### INPUT DATA ###

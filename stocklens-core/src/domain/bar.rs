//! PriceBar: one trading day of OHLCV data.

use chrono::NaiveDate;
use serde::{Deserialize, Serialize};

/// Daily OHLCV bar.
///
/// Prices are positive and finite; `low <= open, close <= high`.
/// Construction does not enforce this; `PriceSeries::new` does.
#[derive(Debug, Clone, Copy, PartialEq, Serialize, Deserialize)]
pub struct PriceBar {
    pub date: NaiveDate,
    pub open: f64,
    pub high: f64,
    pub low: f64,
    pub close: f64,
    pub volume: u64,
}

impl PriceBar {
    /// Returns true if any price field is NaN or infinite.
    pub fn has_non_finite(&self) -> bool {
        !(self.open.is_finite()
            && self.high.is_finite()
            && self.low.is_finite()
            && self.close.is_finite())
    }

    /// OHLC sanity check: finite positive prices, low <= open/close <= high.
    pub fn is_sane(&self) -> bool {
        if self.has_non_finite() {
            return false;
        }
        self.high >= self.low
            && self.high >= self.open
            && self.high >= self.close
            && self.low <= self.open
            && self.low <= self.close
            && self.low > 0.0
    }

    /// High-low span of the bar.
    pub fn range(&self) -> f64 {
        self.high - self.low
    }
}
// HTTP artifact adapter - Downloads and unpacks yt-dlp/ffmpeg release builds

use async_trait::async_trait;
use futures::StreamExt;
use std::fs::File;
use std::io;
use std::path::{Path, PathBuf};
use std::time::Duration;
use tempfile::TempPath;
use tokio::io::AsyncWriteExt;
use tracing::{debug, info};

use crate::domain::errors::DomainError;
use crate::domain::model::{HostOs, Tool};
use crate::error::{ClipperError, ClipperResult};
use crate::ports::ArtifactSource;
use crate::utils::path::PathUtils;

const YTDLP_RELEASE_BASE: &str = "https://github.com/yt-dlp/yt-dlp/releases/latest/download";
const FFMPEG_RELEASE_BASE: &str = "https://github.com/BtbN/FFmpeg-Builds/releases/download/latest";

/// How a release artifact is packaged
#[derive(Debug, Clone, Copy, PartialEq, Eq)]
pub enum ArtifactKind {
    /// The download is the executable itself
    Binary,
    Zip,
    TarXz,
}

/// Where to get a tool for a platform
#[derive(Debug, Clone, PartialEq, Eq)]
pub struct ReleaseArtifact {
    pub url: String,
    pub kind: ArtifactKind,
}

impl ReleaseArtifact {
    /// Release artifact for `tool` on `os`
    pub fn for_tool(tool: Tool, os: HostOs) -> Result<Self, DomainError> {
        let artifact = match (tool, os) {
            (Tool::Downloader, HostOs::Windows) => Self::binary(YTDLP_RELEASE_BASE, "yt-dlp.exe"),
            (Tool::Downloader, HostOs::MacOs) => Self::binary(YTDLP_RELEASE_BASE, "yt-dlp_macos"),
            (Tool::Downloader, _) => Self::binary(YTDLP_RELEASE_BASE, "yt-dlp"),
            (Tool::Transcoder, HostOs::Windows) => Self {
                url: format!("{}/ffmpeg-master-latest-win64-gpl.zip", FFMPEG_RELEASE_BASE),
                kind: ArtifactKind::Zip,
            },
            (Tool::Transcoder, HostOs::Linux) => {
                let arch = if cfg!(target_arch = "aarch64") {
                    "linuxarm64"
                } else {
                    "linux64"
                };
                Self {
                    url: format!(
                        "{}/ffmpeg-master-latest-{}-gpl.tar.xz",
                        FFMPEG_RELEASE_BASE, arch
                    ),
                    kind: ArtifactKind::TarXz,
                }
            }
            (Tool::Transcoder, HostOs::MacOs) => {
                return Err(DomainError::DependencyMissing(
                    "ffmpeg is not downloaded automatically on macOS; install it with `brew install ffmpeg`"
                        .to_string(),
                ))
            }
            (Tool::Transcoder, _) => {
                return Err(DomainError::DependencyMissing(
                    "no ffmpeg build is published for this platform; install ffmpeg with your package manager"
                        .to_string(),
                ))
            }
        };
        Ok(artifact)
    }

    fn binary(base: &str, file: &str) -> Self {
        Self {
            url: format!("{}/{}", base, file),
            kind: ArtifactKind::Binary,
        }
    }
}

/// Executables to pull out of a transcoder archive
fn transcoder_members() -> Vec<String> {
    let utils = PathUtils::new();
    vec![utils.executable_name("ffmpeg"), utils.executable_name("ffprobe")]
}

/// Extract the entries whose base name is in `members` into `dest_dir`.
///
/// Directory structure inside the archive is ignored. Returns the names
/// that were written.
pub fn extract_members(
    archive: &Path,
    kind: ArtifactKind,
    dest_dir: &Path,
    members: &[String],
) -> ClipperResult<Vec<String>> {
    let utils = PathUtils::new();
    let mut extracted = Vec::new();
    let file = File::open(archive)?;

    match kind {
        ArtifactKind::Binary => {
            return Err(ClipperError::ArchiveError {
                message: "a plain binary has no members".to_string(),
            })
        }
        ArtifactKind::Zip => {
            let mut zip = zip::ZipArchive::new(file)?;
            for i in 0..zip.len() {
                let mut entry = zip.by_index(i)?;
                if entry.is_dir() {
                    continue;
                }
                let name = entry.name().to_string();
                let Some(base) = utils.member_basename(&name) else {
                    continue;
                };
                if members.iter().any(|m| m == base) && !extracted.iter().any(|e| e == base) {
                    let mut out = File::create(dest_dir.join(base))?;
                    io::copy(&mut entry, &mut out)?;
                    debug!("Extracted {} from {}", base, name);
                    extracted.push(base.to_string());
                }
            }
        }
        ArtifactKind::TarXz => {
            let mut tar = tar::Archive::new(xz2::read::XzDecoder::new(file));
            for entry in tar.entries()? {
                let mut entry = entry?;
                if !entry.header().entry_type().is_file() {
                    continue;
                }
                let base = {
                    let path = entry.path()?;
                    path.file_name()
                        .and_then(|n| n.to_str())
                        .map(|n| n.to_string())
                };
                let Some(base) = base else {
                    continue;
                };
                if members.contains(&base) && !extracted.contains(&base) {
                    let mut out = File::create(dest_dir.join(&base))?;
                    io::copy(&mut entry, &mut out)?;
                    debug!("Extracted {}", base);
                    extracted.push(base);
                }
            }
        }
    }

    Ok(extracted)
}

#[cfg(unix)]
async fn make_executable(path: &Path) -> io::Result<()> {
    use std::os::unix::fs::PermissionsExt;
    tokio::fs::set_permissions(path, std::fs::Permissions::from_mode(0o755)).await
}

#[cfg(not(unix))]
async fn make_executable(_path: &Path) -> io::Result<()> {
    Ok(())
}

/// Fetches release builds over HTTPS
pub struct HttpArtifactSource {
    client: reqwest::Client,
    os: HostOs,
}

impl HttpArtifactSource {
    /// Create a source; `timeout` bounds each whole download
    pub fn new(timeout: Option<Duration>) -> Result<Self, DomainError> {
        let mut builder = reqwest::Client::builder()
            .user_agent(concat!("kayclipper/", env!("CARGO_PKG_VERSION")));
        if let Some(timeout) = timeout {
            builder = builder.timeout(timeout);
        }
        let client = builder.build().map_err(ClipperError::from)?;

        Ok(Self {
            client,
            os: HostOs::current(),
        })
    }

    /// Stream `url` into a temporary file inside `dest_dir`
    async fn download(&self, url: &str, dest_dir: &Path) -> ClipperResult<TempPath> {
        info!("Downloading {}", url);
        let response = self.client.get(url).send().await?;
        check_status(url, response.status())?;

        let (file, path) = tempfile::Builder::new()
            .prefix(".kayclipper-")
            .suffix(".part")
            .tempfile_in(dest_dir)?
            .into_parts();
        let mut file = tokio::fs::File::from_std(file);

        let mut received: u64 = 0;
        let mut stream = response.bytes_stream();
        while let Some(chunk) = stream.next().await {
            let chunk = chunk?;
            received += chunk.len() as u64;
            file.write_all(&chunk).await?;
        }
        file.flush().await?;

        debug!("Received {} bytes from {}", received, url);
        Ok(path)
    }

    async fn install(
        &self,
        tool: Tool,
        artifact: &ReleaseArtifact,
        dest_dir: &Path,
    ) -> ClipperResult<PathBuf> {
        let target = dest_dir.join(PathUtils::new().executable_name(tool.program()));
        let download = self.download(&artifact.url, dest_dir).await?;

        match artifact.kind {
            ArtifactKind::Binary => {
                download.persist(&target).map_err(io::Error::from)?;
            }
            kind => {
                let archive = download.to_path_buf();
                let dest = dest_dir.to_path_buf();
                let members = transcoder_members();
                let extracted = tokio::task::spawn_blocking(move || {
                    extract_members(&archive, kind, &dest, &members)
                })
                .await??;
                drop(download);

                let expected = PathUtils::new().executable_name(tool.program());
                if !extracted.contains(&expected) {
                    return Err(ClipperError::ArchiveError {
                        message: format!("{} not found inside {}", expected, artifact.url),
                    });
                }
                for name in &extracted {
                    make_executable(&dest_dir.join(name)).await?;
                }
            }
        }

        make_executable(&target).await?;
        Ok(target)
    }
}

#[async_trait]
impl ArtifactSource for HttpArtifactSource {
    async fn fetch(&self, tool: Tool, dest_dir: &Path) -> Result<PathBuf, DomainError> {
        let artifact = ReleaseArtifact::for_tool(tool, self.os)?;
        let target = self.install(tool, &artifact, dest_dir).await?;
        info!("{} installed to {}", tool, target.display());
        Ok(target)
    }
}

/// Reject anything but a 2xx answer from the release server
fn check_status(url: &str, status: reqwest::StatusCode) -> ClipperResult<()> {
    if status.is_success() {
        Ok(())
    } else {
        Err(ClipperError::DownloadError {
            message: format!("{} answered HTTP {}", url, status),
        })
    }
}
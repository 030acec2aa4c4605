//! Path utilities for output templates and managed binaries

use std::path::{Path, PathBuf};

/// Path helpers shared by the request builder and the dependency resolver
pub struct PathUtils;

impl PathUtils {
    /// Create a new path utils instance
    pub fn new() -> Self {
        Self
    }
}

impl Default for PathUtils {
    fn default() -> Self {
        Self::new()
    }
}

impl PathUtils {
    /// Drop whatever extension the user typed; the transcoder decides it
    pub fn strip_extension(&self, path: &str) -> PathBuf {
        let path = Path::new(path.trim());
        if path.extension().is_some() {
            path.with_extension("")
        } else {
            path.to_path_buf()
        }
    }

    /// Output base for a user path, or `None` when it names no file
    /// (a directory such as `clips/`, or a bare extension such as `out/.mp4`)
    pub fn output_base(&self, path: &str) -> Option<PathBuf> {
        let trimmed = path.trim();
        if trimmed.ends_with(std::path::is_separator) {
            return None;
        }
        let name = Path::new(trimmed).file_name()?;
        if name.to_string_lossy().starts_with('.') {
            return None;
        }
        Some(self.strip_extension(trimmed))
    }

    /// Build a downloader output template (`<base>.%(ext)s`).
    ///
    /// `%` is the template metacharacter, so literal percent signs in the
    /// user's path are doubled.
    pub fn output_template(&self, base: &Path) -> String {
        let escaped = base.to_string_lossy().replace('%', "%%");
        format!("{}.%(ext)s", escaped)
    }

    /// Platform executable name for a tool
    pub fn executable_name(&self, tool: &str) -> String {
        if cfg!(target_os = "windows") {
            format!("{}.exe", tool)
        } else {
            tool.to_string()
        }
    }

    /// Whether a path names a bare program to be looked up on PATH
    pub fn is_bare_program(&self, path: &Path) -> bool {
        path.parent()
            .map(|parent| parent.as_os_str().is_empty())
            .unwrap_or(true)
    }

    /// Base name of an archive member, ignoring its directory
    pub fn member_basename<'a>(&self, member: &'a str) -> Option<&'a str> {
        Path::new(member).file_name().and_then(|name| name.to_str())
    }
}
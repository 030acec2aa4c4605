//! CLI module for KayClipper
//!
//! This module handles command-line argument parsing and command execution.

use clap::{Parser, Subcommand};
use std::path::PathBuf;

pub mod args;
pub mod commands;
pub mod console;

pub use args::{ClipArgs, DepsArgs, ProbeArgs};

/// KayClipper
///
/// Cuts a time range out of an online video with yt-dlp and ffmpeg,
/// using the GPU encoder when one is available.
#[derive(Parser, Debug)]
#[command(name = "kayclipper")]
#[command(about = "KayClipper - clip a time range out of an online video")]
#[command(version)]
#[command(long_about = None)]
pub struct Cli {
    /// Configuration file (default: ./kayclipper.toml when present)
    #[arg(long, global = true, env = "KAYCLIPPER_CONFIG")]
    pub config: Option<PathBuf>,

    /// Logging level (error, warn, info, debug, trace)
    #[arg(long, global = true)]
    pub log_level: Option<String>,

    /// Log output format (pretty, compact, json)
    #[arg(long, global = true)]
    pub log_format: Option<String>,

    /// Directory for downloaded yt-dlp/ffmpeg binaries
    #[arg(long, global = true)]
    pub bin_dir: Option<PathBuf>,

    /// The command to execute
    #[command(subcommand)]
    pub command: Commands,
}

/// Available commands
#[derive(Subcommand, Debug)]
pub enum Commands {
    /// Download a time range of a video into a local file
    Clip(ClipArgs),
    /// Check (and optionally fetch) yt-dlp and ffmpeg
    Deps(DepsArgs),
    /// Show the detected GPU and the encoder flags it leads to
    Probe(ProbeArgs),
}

###

-- EXERCISE --
Which lines in the data hold the string "online"? Copy each of them.

-- REPLY TO THE TASK --
/// Cuts a time range out of an online video with yt-dlp and ffmpeg,
#[command(about = "KayClipper - clip a time range out of an online video")]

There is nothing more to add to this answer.